■ Problem description
Filter this data down to the lines that hold "Duration", and copy them.

■ Records supplied
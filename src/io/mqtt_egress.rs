//! MQTT publisher for escalations
//!
//! Publishes queued high-priority escalations to the configured topic
//! (QoS 1) for downstream notification systems.

use crate::infra::config::EscalationConfig;
use crate::io::escalation::EscalationMessage;
use rumqttc::{AsyncClient, Event, MqttOptions, Packet, QoS};
use std::time::Duration;
use tokio::sync::{mpsc, watch};
use tracing::{debug, error, info, warn};

/// MQTT publisher actor
///
/// Receives messages from the escalation queue and publishes them.
pub struct MqttPublisher {
    client: AsyncClient,
    rx: mpsc::Receiver<EscalationMessage>,
    topic: String,
}

impl MqttPublisher {
    /// Connects to the broker at the configured host/port
    pub fn new(config: &EscalationConfig, rx: mpsc::Receiver<EscalationMessage>) -> Self {
        let client_id = format!("{}-{}", config.client_id, std::process::id());
        let mut mqttoptions = MqttOptions::new(client_id, config.host.clone(), config.port);
        mqttoptions.set_keep_alive(Duration::from_secs(30));
        mqttoptions.set_clean_session(true);

        if let (Some(username), Some(password)) = (&config.username, &config.password) {
            mqttoptions.set_credentials(username, password);
        }

        let (client, eventloop) = AsyncClient::new(mqttoptions, 100);

        tokio::spawn(async move {
            let mut eventloop = eventloop;
            loop {
                match eventloop.poll().await {
                    Ok(Event::Incoming(Packet::ConnAck(_))) => {
                        info!("mqtt_escalation_connected");
                    }
                    Ok(Event::Incoming(Packet::PubAck(_))) => {
                        debug!("mqtt_escalation_puback");
                    }
                    Ok(_) => {}
                    Err(e) => {
                        warn!(error = %e, "mqtt_escalation_error");
                        tokio::time::sleep(Duration::from_secs(1)).await;
                    }
                }
            }
        });

        Self { client, rx, topic: config.topic.clone() }
    }

    /// Run until shutdown, draining queued escalations before returning
    pub async fn run(mut self, mut shutdown: watch::Receiver<bool>) {
        info!(topic = %self.topic, "mqtt_escalation_started");

        loop {
            tokio::select! {
                changed = shutdown.changed() => {
                    if changed.is_err() || *shutdown.borrow() {
                        info!("mqtt_escalation_shutdown");
                        while let Ok(msg) = self.rx.try_recv() {
                            self.publish_message(msg).await;
                        }
                        return;
                    }
                }
                msg = self.rx.recv() => match msg {
                    Some(msg) => self.publish_message(msg).await,
                    None => return,
                },
            }
        }
    }

    async fn publish_message(&self, msg: EscalationMessage) {
        let json = match serde_json::to_string(&msg) {
            Ok(json) => json,
            Err(e) => {
                error!(error = %e, "mqtt_escalation_serialize_failed");
                return;
            }
        };
        match self.client.publish(&self.topic, QoS::AtLeastOnce, false, json.as_bytes()).await {
            Ok(()) => debug!(subject = %msg.subject, "mqtt_escalation_published"),
            Err(e) => error!(subject = %msg.subject, error = %e, "mqtt_escalation_failed"),
        }
    }
}
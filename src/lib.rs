//! Geofence proximity alerts library
//!
//! Exposes modules for integration testing and binary reuse.

pub mod domain;
pub mod error;
pub mod infra;
pub mod io;
pub mod services;
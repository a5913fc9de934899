//! Services - business logic and state management
//!
//! - `spatial` - distance, bearing and containment math
//! - `geofence_store` - geofence CRUD over a persistence backend
//! - `eta` - arrival estimates with cache, rate limiting and fallbacks
//! - `monitor` - periodic proximity evaluation per vehicle
//! - `dispatcher` - alert classification, persistence, fan-out and escalation
//! - `subscribers` - real-time feed subscriptions

pub mod dispatcher;
pub mod eta;
pub mod geofence_store;
pub mod monitor;
pub mod spatial;
pub mod subscribers;

#[cfg(test)]
pub(crate) mod test_support;

// Re-export commonly used types
pub use dispatcher::{AlertDispatcher, DispatcherSettings};
pub use eta::{EtaEngine, EtaSettings};
pub use geofence_store::GeofenceStore;
pub use monitor::{MonitorSettings, ProximityMonitor};
pub use subscribers::SubscriberRegistry;
//! Alert records emitted by the proximity monitor

use crate::domain::eta::EtaResult;
use crate::domain::geofence::Geofence;
use crate::domain::types::{AlertId, GeofenceId, VehicleId};
use chrono::{DateTime, Utc};
use serde::{Deserialize, Serialize};

#[derive(Debug, Clone, Copy, PartialEq, Eq, Hash, Serialize, Deserialize)]
#[serde(rename_all = "lowercase")]
pub enum AlertType {
    Approaching,
    Entered,
    Exited,
}

impl AlertType {
    pub fn as_str(&self) -> &'static str {
        match self {
            AlertType::Approaching => "approaching",
            AlertType::Entered => "entered",
            AlertType::Exited => "exited",
        }
    }
}

impl std::fmt::Display for AlertType {
    fn fmt(&self, f: &mut std::fmt::Formatter<'_>) -> std::fmt::Result {
        f.write_str(self.as_str())
    }
}

#[derive(Debug, Clone, Copy, PartialEq, Eq, PartialOrd, Ord, Serialize, Deserialize)]
#[serde(rename_all = "lowercase")]
pub enum Priority {
    Low,
    Medium,
    High,
}

impl Priority {
    pub fn as_str(&self) -> &'static str {
        match self {
            Priority::Low => "low",
            Priority::Medium => "medium",
            Priority::High => "high",
        }
    }
}

#[derive(Debug, Clone, Default, PartialEq, Serialize, Deserialize)]
#[serde(rename_all = "camelCase")]
pub struct AlertMetadata {
    #[serde(default, skip_serializing_if = "Option::is_none")]
    pub route_id: Option<String>,
    #[serde(default, skip_serializing_if = "Option::is_none")]
    pub stop_id: Option<String>,
    #[serde(default, skip_serializing_if = "Option::is_none")]
    pub scheduled_arrival: Option<DateTime<Utc>>,
}

/// What the monitor observed, before classification
#[derive(Debug, Clone)]
pub struct AlertEvent {
    pub vehicle_id: VehicleId,
    pub geofence: Geofence,
    pub alert_type: AlertType,
    pub eta: Option<EtaResult>,
}

#[derive(Debug, Clone, PartialEq, Serialize, Deserialize)]
#[serde(rename_all = "camelCase")]
pub struct Alert {
    pub id: AlertId,
    pub vehicle_id: VehicleId,
    pub geofence_id: GeofenceId,
    pub geofence_name: String,
    pub alert_type: AlertType,
    pub eta: Option<EtaResult>,
    pub priority: Priority,
    pub created_at: DateTime<Utc>,
    pub acknowledged: bool,
    #[serde(default, skip_serializing_if = "Option::is_none")]
    pub acknowledged_by: Option<String>,
    #[serde(default, skip_serializing_if = "Option::is_none")]
    pub acknowledged_at: Option<DateTime<Utc>>,
    #[serde(default)]
    pub metadata: AlertMetadata,
}

impl Alert {
    pub fn acknowledge(&mut self, user_id: &str, at: DateTime<Utc>) {
        self.acknowledged = true;
        self.acknowledged_by = Some(user_id.to_string());
        self.acknowledged_at = Some(at);
    }
}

■ Solution for this task
use std::time::Duration;
        mqttoptions.set_keep_alive(Duration::from_secs(30));
                        tokio::time::sleep(Duration::from_secs(1)).await;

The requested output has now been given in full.